Across the records that follow, determine how many lines contain "directives" and give only the resulting number.

** EXCERPTED DATA follows **

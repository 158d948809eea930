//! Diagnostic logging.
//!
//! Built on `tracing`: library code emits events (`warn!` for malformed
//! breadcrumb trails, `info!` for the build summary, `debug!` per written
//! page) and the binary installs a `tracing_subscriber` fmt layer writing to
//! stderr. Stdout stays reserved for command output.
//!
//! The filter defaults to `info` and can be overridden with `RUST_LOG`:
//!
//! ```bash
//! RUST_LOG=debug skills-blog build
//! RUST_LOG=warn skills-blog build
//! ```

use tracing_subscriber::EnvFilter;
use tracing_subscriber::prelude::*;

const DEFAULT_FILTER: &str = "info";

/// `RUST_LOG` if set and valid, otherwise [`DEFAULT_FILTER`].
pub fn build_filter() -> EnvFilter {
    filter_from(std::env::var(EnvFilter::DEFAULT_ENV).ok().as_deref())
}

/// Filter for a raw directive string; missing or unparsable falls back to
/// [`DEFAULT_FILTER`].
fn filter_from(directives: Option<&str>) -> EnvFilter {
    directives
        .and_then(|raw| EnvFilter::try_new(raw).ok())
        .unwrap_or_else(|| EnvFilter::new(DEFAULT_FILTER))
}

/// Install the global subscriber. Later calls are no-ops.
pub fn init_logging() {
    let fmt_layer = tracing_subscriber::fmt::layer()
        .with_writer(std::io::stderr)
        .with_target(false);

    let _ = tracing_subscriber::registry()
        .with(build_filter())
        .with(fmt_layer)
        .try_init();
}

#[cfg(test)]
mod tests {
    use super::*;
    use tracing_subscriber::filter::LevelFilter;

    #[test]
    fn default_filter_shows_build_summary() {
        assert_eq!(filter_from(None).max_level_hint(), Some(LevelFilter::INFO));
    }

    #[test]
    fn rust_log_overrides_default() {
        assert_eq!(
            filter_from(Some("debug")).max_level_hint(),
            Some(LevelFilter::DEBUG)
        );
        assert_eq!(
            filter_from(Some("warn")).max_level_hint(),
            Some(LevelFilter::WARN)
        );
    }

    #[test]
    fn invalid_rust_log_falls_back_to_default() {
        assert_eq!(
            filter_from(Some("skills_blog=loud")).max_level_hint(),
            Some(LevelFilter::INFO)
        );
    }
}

** End of EXCERPTED DATA **

RESULT FOR THIS EXERCISE: 2